* What the exercise asks *
Copy out, from the entries below, each line that holds the string "TimelineConfig".

* Source material *
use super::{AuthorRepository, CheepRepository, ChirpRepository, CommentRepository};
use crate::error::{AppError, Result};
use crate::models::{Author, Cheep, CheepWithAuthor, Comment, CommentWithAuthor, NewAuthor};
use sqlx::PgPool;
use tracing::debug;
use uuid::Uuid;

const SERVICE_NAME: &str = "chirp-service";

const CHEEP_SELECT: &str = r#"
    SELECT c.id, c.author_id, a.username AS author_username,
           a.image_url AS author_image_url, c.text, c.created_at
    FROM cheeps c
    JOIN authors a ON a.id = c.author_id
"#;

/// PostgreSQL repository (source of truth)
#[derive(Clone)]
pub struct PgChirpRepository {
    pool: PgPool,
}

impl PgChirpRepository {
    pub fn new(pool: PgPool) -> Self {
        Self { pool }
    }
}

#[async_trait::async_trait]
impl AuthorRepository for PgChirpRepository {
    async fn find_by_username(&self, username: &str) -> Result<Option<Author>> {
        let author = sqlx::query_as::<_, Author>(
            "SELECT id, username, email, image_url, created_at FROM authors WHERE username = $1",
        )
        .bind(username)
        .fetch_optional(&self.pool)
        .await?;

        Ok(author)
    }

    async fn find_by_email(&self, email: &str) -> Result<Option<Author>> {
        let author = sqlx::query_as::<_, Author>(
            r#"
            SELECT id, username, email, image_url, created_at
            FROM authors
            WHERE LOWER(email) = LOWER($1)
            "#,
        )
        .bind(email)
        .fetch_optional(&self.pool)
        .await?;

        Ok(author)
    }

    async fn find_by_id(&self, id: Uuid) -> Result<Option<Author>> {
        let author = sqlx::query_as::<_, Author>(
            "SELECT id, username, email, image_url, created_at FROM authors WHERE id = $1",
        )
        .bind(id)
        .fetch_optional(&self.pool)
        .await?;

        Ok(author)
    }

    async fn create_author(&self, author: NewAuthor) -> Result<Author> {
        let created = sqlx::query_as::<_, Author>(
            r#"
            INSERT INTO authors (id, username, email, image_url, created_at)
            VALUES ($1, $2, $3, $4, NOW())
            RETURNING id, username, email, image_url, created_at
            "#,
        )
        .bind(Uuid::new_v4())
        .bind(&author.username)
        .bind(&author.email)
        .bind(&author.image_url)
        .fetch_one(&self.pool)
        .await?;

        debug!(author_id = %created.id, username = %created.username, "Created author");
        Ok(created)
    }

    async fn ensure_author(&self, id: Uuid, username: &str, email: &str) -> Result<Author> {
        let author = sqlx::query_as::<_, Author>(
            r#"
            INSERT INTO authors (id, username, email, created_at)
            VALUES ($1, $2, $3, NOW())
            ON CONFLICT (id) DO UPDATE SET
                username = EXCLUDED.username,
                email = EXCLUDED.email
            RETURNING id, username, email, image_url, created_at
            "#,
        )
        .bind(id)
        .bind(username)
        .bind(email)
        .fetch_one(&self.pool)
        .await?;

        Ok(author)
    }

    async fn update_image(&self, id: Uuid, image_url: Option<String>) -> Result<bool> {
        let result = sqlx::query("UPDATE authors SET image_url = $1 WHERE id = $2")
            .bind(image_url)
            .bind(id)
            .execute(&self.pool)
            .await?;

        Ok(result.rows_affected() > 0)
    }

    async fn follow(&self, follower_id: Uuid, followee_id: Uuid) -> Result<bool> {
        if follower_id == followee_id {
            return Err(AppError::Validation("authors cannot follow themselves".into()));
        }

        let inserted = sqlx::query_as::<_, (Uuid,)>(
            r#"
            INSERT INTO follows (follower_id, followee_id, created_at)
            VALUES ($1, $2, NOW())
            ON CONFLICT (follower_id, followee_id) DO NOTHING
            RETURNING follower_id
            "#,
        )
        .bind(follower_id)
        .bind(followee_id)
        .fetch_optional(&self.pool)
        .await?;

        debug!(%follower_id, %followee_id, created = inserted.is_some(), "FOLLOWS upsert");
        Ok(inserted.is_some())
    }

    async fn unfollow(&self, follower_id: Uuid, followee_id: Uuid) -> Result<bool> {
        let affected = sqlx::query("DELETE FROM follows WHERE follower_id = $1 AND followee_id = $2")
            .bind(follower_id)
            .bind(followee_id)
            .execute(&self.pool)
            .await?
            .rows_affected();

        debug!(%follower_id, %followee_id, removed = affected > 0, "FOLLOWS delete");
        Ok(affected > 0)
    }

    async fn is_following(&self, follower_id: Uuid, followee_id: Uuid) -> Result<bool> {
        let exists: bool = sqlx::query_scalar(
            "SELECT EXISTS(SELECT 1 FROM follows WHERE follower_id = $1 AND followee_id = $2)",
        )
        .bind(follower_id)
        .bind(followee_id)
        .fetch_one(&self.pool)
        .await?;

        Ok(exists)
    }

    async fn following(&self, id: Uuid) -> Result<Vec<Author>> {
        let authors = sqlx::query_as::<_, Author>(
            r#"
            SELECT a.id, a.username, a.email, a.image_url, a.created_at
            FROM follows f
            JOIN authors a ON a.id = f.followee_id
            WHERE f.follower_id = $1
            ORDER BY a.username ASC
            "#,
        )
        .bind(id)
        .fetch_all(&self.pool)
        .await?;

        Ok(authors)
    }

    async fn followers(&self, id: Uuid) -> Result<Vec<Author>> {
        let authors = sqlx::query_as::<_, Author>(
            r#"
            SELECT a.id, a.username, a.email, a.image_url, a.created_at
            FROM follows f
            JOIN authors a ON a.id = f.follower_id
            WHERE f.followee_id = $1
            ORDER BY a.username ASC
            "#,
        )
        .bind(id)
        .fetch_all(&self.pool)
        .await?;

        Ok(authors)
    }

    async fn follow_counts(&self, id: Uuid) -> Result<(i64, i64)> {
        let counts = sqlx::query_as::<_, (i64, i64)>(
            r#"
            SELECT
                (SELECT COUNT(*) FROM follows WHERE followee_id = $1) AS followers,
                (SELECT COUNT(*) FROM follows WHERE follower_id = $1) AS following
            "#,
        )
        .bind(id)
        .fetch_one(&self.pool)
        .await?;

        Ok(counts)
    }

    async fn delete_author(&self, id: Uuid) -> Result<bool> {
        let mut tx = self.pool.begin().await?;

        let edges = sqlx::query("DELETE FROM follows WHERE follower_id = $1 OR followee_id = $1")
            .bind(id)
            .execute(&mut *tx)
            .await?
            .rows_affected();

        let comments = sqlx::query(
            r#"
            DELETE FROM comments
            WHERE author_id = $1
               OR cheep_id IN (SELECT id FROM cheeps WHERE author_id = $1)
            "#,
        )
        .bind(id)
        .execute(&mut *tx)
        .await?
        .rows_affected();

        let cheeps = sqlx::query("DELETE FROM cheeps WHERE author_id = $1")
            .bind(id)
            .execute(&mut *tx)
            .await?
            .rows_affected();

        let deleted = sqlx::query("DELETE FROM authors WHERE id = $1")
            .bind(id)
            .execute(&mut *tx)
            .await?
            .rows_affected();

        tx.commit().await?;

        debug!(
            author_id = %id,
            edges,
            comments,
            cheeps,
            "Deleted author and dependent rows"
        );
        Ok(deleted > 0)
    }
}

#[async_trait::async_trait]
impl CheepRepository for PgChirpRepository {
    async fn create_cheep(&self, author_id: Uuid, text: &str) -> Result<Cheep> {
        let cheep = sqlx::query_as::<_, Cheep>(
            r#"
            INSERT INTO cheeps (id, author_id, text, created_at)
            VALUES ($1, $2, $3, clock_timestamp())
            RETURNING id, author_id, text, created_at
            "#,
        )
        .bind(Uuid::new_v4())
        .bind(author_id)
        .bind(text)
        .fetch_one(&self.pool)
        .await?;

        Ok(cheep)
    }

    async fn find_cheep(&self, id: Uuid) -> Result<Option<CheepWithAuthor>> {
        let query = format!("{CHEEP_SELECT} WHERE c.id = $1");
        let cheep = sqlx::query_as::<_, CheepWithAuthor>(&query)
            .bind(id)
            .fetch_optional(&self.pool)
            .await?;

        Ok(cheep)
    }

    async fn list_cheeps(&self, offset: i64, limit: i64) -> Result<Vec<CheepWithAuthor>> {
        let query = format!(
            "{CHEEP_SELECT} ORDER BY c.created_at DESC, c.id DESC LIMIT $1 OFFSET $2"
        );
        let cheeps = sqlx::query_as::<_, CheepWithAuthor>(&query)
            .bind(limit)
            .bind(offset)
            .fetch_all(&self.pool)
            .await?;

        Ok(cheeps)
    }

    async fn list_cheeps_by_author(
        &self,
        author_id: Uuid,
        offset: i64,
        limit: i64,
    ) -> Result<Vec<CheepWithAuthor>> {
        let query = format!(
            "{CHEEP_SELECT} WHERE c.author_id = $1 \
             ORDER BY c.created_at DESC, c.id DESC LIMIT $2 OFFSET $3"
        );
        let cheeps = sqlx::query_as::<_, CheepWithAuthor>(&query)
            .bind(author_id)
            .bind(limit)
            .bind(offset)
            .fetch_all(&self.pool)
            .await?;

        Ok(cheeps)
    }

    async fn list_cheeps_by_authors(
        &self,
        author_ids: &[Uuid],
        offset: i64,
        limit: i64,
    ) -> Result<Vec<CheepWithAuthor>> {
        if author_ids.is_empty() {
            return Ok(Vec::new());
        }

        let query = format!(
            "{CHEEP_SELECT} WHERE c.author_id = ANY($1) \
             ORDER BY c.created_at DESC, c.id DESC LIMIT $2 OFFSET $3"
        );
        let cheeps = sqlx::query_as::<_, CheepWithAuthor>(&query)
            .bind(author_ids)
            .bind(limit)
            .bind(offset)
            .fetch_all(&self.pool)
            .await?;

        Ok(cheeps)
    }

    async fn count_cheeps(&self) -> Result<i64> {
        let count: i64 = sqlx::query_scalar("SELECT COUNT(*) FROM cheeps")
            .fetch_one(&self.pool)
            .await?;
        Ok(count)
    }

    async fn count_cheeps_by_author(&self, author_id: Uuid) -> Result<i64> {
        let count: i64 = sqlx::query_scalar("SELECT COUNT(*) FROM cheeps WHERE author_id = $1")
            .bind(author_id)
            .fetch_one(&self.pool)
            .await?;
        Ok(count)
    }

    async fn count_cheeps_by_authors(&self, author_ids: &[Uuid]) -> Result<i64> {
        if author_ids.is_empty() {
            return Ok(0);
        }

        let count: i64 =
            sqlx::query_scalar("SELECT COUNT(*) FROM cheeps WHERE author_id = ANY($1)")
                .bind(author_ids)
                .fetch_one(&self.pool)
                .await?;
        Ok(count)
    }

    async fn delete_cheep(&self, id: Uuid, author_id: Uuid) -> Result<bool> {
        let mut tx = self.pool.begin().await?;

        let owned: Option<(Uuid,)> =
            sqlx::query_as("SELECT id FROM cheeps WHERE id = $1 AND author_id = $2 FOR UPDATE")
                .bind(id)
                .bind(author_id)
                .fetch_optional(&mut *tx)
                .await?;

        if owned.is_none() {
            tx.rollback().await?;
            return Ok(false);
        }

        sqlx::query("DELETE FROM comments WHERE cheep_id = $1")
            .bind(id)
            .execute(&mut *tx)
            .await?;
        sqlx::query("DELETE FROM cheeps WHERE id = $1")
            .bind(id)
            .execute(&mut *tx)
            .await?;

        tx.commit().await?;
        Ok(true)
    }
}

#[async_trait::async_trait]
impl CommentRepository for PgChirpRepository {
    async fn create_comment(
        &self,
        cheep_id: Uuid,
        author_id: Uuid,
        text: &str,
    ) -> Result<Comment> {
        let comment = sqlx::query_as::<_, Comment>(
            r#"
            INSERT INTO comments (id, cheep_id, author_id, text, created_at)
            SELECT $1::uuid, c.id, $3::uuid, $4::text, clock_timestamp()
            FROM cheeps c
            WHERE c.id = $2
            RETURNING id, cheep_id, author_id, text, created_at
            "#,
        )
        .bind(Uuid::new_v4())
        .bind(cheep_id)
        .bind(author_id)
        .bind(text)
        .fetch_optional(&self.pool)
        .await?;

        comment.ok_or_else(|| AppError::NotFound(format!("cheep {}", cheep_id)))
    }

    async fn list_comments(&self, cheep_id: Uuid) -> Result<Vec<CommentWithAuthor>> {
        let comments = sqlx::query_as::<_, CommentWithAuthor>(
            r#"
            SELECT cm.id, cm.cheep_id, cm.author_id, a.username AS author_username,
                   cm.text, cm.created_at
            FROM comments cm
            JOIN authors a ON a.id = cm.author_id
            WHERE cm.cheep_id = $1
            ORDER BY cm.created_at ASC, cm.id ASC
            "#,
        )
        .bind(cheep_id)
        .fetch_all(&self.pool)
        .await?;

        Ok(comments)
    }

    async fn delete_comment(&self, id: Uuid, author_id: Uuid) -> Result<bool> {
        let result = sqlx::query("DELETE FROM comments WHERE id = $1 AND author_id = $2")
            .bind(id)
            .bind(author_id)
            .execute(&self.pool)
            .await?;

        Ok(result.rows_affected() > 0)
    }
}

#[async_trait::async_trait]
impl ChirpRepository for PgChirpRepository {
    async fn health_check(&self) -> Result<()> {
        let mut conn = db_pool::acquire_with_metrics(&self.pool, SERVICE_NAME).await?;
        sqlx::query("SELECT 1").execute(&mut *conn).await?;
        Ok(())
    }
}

* * *

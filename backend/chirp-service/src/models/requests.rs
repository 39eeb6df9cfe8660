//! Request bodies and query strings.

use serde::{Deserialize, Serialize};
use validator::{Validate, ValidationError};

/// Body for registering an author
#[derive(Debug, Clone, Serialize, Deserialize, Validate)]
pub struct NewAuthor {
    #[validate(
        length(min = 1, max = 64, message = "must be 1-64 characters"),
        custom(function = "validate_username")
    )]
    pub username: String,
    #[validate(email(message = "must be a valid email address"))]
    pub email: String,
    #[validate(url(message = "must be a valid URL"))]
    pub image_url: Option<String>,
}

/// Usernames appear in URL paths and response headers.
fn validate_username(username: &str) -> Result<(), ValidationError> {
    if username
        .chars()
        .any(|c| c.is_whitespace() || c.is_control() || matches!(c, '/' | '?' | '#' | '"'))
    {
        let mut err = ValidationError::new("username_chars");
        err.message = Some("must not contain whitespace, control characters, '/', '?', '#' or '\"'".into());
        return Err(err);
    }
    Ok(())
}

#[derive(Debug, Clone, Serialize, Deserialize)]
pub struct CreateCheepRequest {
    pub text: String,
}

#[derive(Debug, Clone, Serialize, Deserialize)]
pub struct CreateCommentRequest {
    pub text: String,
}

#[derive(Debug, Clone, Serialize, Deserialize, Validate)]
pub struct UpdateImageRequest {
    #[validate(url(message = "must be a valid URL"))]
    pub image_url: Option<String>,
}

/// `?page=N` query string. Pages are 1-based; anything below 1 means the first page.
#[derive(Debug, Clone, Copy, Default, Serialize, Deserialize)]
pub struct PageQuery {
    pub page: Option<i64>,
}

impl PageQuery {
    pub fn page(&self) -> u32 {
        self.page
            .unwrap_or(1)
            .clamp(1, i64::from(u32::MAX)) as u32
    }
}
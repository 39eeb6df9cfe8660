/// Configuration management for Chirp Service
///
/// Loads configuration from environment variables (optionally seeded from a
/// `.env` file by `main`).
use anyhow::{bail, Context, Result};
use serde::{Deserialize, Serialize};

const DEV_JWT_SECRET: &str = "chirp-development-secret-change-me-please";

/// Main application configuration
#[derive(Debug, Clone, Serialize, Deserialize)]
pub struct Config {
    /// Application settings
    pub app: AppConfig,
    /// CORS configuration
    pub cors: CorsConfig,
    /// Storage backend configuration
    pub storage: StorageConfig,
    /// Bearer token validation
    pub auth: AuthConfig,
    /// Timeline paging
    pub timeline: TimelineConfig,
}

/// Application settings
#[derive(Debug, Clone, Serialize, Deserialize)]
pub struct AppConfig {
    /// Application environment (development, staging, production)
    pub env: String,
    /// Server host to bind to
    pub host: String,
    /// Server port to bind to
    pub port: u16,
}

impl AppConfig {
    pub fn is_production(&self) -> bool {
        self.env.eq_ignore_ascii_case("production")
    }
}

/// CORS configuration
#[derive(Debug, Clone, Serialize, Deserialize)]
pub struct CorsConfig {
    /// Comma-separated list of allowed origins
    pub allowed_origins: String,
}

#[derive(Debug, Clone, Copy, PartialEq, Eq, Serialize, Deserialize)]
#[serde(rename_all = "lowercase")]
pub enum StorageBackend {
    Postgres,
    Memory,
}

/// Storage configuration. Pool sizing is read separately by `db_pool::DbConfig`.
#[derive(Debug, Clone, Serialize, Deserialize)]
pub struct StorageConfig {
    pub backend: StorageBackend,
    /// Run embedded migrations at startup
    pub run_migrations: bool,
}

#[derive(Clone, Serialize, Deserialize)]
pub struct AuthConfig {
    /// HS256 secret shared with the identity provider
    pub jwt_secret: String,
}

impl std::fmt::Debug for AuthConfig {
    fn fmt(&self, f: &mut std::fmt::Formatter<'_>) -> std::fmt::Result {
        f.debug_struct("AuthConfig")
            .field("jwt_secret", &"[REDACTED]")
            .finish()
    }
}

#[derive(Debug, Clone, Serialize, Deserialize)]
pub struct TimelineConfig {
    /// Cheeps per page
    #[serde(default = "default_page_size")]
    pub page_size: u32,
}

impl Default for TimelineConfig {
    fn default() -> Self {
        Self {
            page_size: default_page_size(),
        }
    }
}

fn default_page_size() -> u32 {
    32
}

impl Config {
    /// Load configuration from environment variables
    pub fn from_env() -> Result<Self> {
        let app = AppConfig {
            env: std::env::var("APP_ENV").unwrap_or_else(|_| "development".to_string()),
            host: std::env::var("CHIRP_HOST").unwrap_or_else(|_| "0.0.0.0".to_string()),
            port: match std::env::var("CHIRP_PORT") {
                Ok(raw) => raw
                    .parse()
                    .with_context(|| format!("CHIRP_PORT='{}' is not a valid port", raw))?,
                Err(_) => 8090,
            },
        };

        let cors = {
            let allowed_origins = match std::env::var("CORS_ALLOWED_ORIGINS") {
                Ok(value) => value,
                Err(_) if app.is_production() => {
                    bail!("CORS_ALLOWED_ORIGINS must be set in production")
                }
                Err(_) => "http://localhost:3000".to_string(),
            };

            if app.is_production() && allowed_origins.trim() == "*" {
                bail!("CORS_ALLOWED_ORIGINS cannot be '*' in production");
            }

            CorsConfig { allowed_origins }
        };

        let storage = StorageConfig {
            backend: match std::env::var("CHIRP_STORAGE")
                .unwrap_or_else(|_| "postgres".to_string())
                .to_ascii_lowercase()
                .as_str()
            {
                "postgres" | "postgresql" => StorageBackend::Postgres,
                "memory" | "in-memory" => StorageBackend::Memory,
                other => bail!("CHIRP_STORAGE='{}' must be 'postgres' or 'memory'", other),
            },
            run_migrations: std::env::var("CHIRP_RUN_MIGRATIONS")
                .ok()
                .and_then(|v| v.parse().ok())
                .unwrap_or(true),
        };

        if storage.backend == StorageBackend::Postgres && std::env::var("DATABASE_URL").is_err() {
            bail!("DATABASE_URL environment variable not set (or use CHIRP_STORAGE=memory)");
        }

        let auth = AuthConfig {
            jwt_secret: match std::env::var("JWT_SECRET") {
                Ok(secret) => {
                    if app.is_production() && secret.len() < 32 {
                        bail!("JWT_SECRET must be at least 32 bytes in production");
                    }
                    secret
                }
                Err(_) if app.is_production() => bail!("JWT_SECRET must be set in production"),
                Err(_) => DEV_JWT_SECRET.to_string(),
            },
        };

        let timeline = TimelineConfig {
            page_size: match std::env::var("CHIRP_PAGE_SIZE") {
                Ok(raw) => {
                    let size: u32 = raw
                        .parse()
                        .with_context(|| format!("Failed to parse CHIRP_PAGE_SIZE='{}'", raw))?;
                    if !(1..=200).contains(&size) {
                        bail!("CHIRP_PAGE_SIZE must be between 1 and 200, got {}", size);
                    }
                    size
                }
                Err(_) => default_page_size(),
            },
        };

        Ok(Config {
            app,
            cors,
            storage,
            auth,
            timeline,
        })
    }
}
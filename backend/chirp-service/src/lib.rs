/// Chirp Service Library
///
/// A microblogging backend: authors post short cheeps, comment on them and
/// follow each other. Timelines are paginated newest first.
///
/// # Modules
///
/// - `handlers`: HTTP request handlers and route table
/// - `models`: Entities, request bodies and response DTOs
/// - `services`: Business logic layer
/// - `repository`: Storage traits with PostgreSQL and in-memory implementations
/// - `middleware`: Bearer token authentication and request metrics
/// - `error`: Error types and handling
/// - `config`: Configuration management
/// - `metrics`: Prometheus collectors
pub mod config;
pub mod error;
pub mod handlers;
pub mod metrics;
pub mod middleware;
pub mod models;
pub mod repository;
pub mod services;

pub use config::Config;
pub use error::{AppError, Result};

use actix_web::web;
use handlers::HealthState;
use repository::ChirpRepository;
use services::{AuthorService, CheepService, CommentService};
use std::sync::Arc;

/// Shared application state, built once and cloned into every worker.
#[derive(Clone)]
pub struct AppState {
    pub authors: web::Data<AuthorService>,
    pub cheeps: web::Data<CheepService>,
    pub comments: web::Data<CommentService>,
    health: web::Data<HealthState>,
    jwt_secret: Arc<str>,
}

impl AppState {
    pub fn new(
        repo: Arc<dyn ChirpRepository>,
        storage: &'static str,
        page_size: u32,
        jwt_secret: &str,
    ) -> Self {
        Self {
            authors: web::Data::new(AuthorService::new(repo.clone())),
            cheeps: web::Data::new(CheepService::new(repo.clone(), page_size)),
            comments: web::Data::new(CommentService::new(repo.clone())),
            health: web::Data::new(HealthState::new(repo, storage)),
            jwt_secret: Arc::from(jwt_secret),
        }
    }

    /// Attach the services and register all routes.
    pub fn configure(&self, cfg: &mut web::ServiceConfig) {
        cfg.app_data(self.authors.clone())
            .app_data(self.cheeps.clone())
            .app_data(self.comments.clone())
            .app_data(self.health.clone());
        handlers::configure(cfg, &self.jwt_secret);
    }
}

--

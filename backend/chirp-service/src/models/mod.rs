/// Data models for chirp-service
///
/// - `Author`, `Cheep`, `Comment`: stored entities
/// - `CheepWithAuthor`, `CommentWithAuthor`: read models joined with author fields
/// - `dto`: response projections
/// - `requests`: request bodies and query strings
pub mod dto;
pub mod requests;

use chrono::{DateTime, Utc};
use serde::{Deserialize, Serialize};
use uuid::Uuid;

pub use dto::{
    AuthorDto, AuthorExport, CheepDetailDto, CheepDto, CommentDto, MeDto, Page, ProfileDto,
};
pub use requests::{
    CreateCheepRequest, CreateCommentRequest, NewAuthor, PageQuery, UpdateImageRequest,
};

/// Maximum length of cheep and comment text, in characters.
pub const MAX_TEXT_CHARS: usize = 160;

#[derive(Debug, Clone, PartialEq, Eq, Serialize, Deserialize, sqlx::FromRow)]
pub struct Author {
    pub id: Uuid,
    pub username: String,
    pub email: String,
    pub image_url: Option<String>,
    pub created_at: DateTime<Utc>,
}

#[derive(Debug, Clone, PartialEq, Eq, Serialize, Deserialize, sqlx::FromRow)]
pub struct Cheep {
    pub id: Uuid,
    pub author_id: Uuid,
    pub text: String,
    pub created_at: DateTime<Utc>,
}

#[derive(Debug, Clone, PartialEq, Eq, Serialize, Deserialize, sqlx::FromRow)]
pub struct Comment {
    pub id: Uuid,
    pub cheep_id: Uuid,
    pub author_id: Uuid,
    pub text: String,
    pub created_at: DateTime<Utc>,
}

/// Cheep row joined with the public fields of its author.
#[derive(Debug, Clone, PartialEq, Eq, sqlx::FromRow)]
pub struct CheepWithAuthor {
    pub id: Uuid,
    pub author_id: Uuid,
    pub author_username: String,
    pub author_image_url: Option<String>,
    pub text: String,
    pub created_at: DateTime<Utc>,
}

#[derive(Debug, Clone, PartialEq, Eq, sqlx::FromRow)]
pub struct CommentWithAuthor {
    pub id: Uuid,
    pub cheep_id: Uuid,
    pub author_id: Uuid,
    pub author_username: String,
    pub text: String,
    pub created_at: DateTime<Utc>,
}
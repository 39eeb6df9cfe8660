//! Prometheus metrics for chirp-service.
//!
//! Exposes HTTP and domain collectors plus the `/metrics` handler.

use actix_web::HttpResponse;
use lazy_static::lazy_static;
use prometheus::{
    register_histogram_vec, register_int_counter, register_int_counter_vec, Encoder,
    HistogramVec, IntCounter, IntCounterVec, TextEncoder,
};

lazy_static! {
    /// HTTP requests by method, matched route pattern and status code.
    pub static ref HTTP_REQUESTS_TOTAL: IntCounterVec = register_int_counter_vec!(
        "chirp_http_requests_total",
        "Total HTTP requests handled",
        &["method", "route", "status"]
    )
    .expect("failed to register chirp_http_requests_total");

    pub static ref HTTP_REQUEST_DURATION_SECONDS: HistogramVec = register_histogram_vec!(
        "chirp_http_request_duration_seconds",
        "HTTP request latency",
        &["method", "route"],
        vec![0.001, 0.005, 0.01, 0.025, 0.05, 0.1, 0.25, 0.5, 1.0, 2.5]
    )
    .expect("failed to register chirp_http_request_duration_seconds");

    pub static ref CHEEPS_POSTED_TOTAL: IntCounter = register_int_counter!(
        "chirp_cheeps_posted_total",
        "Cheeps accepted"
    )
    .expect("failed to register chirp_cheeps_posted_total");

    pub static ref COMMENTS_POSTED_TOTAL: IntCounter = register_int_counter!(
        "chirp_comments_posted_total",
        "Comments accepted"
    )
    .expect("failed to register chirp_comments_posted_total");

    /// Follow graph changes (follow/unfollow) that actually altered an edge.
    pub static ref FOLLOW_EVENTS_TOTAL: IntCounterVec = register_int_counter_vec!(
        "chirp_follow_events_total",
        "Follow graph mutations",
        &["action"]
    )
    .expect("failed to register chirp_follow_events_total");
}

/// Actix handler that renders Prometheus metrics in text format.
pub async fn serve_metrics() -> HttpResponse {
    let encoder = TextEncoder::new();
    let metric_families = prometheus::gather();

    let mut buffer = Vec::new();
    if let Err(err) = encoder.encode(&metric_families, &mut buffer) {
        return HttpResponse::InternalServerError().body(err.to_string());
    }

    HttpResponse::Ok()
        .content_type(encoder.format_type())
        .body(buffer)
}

* Result of the task *
    pub timeline: TimelineConfig,
pub struct TimelineConfig {
impl Default for TimelineConfig {
        let timeline = TimelineConfig {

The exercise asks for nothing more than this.